**Listed entries**

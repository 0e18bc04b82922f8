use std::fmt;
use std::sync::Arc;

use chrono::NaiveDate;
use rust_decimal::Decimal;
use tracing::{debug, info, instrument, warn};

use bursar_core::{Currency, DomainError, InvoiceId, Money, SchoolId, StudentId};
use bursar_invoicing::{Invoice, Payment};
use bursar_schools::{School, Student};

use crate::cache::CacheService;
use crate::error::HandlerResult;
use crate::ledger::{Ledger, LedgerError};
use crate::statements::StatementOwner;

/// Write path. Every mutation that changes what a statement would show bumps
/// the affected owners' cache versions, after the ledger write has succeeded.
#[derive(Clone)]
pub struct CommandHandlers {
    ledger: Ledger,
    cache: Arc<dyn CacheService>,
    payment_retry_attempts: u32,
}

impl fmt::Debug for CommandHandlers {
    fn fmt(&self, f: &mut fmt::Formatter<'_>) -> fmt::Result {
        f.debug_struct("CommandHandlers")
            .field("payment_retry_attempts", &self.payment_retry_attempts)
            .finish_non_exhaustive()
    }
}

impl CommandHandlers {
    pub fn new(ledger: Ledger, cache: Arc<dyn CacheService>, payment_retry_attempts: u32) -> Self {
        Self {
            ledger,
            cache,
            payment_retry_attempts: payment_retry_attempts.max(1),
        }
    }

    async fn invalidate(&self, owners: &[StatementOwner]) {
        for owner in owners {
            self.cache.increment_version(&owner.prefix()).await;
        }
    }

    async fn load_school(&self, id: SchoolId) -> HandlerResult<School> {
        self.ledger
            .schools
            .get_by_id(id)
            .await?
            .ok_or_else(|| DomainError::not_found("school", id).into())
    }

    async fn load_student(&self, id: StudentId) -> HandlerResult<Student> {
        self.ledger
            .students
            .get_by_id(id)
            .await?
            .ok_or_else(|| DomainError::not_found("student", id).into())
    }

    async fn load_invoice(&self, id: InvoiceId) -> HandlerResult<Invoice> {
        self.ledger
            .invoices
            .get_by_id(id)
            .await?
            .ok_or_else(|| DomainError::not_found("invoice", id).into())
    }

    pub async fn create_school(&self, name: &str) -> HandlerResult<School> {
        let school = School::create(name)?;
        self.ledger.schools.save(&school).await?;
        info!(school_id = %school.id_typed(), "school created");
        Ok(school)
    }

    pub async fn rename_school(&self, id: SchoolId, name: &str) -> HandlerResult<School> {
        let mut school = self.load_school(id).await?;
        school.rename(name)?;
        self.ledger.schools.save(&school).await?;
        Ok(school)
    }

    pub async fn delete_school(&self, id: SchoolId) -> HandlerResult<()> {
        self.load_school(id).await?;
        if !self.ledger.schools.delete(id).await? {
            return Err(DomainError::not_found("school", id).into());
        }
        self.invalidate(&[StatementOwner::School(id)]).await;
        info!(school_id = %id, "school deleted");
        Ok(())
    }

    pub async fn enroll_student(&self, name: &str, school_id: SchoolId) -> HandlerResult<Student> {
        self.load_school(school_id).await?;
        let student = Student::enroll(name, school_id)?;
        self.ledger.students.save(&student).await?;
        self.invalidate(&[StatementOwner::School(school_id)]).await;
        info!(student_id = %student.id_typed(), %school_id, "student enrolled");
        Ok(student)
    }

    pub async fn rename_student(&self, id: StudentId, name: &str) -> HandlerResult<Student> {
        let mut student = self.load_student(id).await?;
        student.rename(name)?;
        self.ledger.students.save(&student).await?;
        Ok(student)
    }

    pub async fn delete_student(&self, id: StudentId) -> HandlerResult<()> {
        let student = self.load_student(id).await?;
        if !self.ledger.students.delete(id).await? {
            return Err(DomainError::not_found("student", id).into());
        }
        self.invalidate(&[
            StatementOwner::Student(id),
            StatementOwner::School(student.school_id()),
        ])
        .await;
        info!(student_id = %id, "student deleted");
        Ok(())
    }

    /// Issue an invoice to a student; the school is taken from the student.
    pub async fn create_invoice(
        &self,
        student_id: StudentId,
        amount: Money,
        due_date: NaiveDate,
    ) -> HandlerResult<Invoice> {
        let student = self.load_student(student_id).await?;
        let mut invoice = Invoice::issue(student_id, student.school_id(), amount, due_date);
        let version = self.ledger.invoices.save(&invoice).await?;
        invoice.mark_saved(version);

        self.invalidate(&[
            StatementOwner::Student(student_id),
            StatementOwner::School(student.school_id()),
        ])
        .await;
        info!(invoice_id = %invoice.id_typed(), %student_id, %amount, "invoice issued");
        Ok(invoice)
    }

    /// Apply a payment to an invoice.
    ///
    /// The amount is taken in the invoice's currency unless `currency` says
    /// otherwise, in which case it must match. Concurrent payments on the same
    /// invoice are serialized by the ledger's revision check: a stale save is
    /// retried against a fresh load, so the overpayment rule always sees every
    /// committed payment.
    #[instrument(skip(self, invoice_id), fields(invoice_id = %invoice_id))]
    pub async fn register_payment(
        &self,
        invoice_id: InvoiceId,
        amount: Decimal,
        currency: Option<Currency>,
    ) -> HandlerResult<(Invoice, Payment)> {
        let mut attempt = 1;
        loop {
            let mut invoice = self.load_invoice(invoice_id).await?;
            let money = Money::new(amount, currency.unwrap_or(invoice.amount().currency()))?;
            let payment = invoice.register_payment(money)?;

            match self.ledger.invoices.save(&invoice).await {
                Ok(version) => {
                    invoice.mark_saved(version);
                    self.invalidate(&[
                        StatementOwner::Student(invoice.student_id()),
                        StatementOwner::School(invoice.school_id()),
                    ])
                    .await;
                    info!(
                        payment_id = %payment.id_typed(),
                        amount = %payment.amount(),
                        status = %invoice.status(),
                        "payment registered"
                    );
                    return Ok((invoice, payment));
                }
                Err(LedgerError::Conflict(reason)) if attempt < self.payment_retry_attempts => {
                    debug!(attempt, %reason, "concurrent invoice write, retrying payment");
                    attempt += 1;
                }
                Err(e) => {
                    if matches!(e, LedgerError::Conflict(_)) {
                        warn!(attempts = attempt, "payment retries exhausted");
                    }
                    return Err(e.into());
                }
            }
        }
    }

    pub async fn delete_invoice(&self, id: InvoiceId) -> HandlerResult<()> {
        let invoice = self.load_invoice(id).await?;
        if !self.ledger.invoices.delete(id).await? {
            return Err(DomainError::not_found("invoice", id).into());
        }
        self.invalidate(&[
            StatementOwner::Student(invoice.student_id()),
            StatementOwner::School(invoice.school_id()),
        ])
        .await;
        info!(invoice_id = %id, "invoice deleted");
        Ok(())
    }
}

**Exercise**
If a line in the data above contains "crate", return that line.

**Solution to this problem**
use crate::cache::CacheService;
use crate::error::HandlerResult;
use crate::ledger::{Ledger, LedgerError};
use crate::statements::StatementOwner;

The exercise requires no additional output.